Research and practice around the institutional implementation of learning analytics tends to appear to have a focus on “at scale”. Learning analytics that can be used across multiple courses or an entire institution. That focus appears to be at the expense of course or learning design specific, which appear to be more useful.
- Does the institutional implementation of learning analytics have an indefinite postponement problem?
Aspects of Know thy student are specific to the particular learning design within a single course. The implementation of such a specific requirement would appear unlikely to have ever been undertaken by existing institutional learning analytics implementation. It would have been indefinitely postponed.
- If and how do we enable teacher DIY learning analytics?
This case suggests that teacher DIY learning analytics is possible and potentially overcomes limitations in current institutional implementation of learning analytics. However, it’s also not without its challenges and limitations. Should institutions support teacher DIY learning analytics?
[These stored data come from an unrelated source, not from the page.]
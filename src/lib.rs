//! Serp Scout - campaign keyword generation and SERP lookup server
//!
//! Generates search keywords from a campaign PDF and fetches top organic
//! results for a chosen keyword. SERP lookups are memoized in an in-process
//! TTL cache with lazy expiry and an expiry-ordered capacity guard.

pub mod api;
pub mod cache;
pub mod config;
pub mod error;
pub mod keywords;
pub mod models;
pub mod serp;

pub use api::AppState;
pub use config::Config;
pub use error::{AppError, Result};
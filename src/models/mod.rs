//! Request and Response models for the server API
//!
//! This module defines the DTOs (Data Transfer Objects) used for
//! serializing/deserializing HTTP request and response bodies.

pub mod requests;
pub mod responses;

// Re-export commonly used types
pub use requests::SearchSerpRequest;
pub use responses::{
    ClearCacheResponse, ErrorResponse, HealthResponse, KeywordsResponse, SearchSerpResponse,
    StatsResponse,
};
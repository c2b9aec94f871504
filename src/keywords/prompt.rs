//! Prompt construction for keyword generation.

use serde::Deserialize;

pub const SYSTEM_PROMPT: &str = r#"Return only valid JSON: [{"keyword": "..."}]"#;

const NOT_SPECIFIED: &str = "Not specified";

/// Campaign metadata collected alongside the PDF.
#[derive(Debug, Clone, Default, PartialEq, Eq, Deserialize)]
#[serde(rename_all = "camelCase")]
pub struct CampaignDetails {
    pub client_name: String,
    pub campaign_name: String,
    pub campaign_url: String,
    pub seed_keywords: String,
}

fn or_not_specified(value: &str) -> &str {
    let trimmed = value.trim();
    if trimmed.is_empty() {
        NOT_SPECIFIED
    } else {
        trimmed
    }
}

/// Builds the user prompt from the campaign details and landing page copy.
pub fn build_prompt(details: &CampaignDetails, landing_page_copy: &str) -> String {
    format!(
        r#"You are an expert SEO and PR specialist. Based on the campaign information, generate 15–20 Google search keywords that journalists, bloggers, and website owners might use to find coverage related to this campaign.

Campaign Details:
- Client Name: {client}
- Campaign Name: {campaign}
- Campaign URL: {url}
- Seed Keywords: {seeds}

Landing Page Copy:
{copy}

Focus on:
- News-worthy angles, industry terms
- Location-based queries for Ireland
- Stats / data / ranking comparisons
- Synonyms (affordable, cheapest, budget, low-cost)

Return ONLY valid JSON array, like:
[
  {{"keyword": "keyword phrase"}},
  {{"keyword": "another keyword phrase"}}
]"#,
        client = or_not_specified(&details.client_name),
        campaign = or_not_specified(&details.campaign_name),
        url = or_not_specified(&details.campaign_url),
        seeds = or_not_specified(&details.seed_keywords),
        copy = landing_page_copy,
    )
}
//! Cached SERP lookups.
//!
//! The cache lock is only held for the synchronous `get` and `set`; the
//! provider call in between runs unlocked, so a slow upstream never blocks
//! other handlers. Two concurrent misses for the same key may both hit the
//! provider; the later `set` wins.

use std::sync::Arc;

use serde::Serialize;
use tracing::{debug, info};

use crate::cache::SharedCache;
use crate::error::{AppError, Result};

use super::{map_organic_results, SearchResult, SerpProvider, SerpQuery};

/// Outcome of a lookup.
#[derive(Debug, Clone, Serialize)]
pub struct SerpLookup {
    pub results: Vec<SearchResult>,
    /// True when served from the cache without calling the provider
    pub cached: bool,
}

pub struct SerpService {
    provider: Arc<dyn SerpProvider>,
    cache: SharedCache,
    ttl_seconds: f64,
}

impl SerpService {
    pub fn new(provider: Arc<dyn SerpProvider>, cache: SharedCache, ttl_seconds: f64) -> Self {
        Self {
            provider,
            cache,
            ttl_seconds,
        }
    }

    /// Returns the organic results for `query`.
    ///
    /// With `bypass_cache` the cached copy is ignored, but the fresh result
    /// still replaces it. Upstream failures are returned unchanged and
    /// nothing is cached for them.
    pub async fn search(&self, query: &SerpQuery, bypass_cache: bool) -> Result<SerpLookup> {
        if query.keyword.trim().is_empty() {
            return Err(AppError::InvalidRequest("Keyword is required".to_string()));
        }

        let key = query.cache_key();

        if !bypass_cache {
            let cached = self.cache.write().await.get(&key);
            if let Some(value) = cached {
                match serde_json::from_value::<Vec<SearchResult>>(value) {
                    Ok(results) => {
                        debug!(%key, "SERP cache hit");
                        return Ok(SerpLookup {
                            results,
                            cached: true,
                        });
                    }
                    // Treated as a miss; the refetch below overwrites it.
                    Err(e) => debug!(%key, error = %e, "discarding undecodable cache entry"),
                }
            } else {
                debug!(%key, "SERP cache miss");
            }
        }

        let raw = self.provider.search(query).await?;
        let results = map_organic_results(&raw)?;

        match serde_json::to_value(&results) {
            Ok(value) => self.cache.write().await.set(key, value, self.ttl_seconds),
            Err(e) => debug!(error = %e, "SERP results not cacheable"),
        }

        info!(
            keyword = %query.keyword,
            results = results.len(),
            bypass_cache,
            "fetched live SERP"
        );

        Ok(SerpLookup {
            results,
            cached: false,
        })
    }
}
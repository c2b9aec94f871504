//! SERP Module
//!
//! Live organic search results from DataForSEO, memoized in the TTL cache.

mod client;
mod mapping;
mod query;
mod service;

pub use client::{DataForSeoClient, SerpProvider};
pub use mapping::{map_organic_results, SearchResult, MAX_RESULTS};
pub use query::{normalize_keyword, Device, SerpQuery};
pub use service::{SerpLookup, SerpService};
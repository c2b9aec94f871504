//! Response DTOs for the server API
//!
//! Defines the structure of outgoing HTTP response bodies.

use serde::Serialize;

use crate::cache::CacheStats;
use crate::keywords::Keyword;
use crate::serp::{SearchResult, SerpLookup};

/// Response body for POST /api/search-serp
#[derive(Debug, Clone, Serialize)]
pub struct SearchSerpResponse {
    pub results: Vec<SearchResult>,
    /// Whether the results came from the cache
    pub cached: bool,
}

impl From<SerpLookup> for SearchSerpResponse {
    fn from(lookup: SerpLookup) -> Self {
        Self {
            results: lookup.results,
            cached: lookup.cached,
        }
    }
}

/// Response body for POST /api/generate-keywords
#[derive(Debug, Clone, Serialize)]
pub struct KeywordsResponse {
    pub keywords: Vec<Keyword>,
}

/// Response body for GET /api/cache/stats
#[derive(Debug, Clone, Serialize)]
pub struct StatsResponse {
    /// Number of cache hits
    pub hits: u64,
    /// Number of cache misses
    pub misses: u64,
    /// Entries removed because their TTL elapsed
    pub expirations: u64,
    /// Entries removed by the capacity guard
    pub evictions: u64,
    /// Current number of entries in cache
    pub total_entries: usize,
    /// Capacity guard high-water mark
    pub max_entries: usize,
    /// Hit rate (hits / (hits + misses))
    pub hit_rate: f64,
}

impl StatsResponse {
    /// Creates a new StatsResponse from cache statistics
    pub fn new(stats: &CacheStats, max_entries: usize) -> Self {
        Self {
            hits: stats.hits,
            misses: stats.misses,
            expirations: stats.expirations,
            evictions: stats.evictions,
            total_entries: stats.total_entries,
            max_entries,
            hit_rate: stats.hit_rate(),
        }
    }
}

/// Response body for DELETE /api/cache
#[derive(Debug, Clone, Serialize)]
pub struct ClearCacheResponse {
    pub message: String,
    /// Number of entries that were removed
    pub cleared: usize,
}

impl ClearCacheResponse {
    pub fn new(cleared: usize) -> Self {
        Self {
            message: format!("Cleared {} cache entries", cleared),
            cleared,
        }
    }
}

/// Response body for the health endpoint (GET /health)
#[derive(Debug, Clone, Serialize)]
pub struct HealthResponse {
    /// Health status (e.g., "healthy")
    pub status: String,
    /// Current timestamp in ISO 8601 format
    pub timestamp: String,
}

impl HealthResponse {
    /// Creates a new HealthResponse with current timestamp
    pub fn healthy() -> Self {
        Self {
            status: "healthy".to_string(),
            timestamp: chrono::Utc::now().to_rfc3339(),
        }
    }
}

/// Error response body for all error conditions
#[derive(Debug, Clone, Serialize)]
pub struct ErrorResponse {
    /// Error message describing what went wrong
    pub error: String,
}

impl ErrorResponse {
    pub fn new(error: impl Into<String>) -> Self {
        Self {
            error: error.into(),
        }
    }
}
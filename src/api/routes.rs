//! API Routes
//!
//! Configures the Axum router with all server endpoints.

use axum::{
    extract::DefaultBodyLimit,
    routing::{delete, get, post},
    Router,
};
use tower_http::{
    cors::{Any, CorsLayer},
    trace::TraceLayer,
};

use super::handlers::{
    cache_stats_handler, clear_cache_handler, generate_keywords_handler, health_handler,
    search_serp_handler, AppState,
};

/// Largest accepted request body (PDF uploads)
pub const MAX_UPLOAD_BYTES: usize = 20 * 1024 * 1024;

/// Creates the main router with all endpoints configured.
///
/// # Endpoints
/// - `POST /api/search-serp` - Top organic results for a keyword
/// - `POST /api/generate-keywords` - Keyword suggestions from a campaign PDF
/// - `GET /api/cache/stats` - Cache statistics
/// - `DELETE /api/cache` - Clear the cache
/// - `GET /health` - Health check endpoint
pub fn create_router(state: AppState) -> Router {
    let cors = CorsLayer::new()
        .allow_origin(Any)
        .allow_methods(Any)
        .allow_headers(Any);

    Router::new()
        .route("/api/search-serp", post(search_serp_handler))
        .route("/api/generate-keywords", post(generate_keywords_handler))
        .route("/api/cache/stats", get(cache_stats_handler))
        .route("/api/cache", delete(clear_cache_handler))
        .route("/health", get(health_handler))
        .layer(DefaultBodyLimit::max(MAX_UPLOAD_BYTES))
        .layer(cors)
        .layer(TraceLayer::new_for_http())
        .with_state(state)
}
How might that be done?
Usage
The following heat map shows the number of times Know thy student was used on each day during 2015 and 2016.
The following bar graph contains 761 “bars”. Each bar represents a unique student enrolled in this course. The size of the bar shows the number of times Know thy student was used for that particular student. (One student was obviously used for testing purposes during the development of the tool)
Abstract
The paper on which it is based has the following abstract.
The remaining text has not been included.